## Problem to work on
Extract the data exactly, missing nothing.

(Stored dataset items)

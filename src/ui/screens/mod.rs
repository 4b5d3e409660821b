pub(crate) mod budgets;
pub(crate) mod dashboard;
pub(crate) mod transactions;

## Solved exercise
filename src/ui/screens/mod.rs
repository 4b5d3e409660821b
pub(crate) mod budgets;
pub(crate) mod dashboard;
pub(crate) mod transactions;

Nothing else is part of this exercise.